Earth has had five Major Mass Extinctions, and many minor ones. After each one life has eventually reassembled in more complex and diverse ecosystems than before. In this process more general adaptations such as sexual reproduction are usually carried over, but specific ones such as various kinds of visual perception apparently start all over again.

The transition to a new stability takes millions of years and scientists today have a fair idea how this happens.

As you might expect by now, microbes find it quite easy to adjust and keep on multiplying. Many recycle the bodies of the victims into new life, while others provide food for the survivors. Meanwhile the survivors keep reproducing, with gradual small changes to suit their new environment.

Over time lots of new plants and animals emerge, competing for available niches.
If a large plant-eating family goes extinct, another large plant-eating family emerges, and so on.
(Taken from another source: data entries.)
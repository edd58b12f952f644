// src/core/mod.rs
//! Shared services: configuration, outgoing mail and notification delivery.

pub mod config_manager;
pub mod mailer;
pub mod notifier;

pub use config_manager::ConfigManager;
pub use mailer::{Attachment, Email, MailError, Mailer, MailerConfig, SmtpMailer};
pub use notifier::{Delivery, Notifier};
Eventually the few winners in the transition game form new webs of life in each shared territory – and they keep on consolidating the new ecosystem together, until it is dissolved and replaced in its turn.


So these Major Mass Extinctions are another example of our Universe's system of dynamic balance punctuated by sudden transformational change.

It is as if the web of life on Earth (rather like a star) needs a sudden collapse so that new clumpings can occur. Altogether, as a result of both major and minor mass extinctions, scientists estimate that 99% of all species evolving on Earth are extinct today.


But there is an important difference between a major mass extinction and a star coming to the end of its fusion process.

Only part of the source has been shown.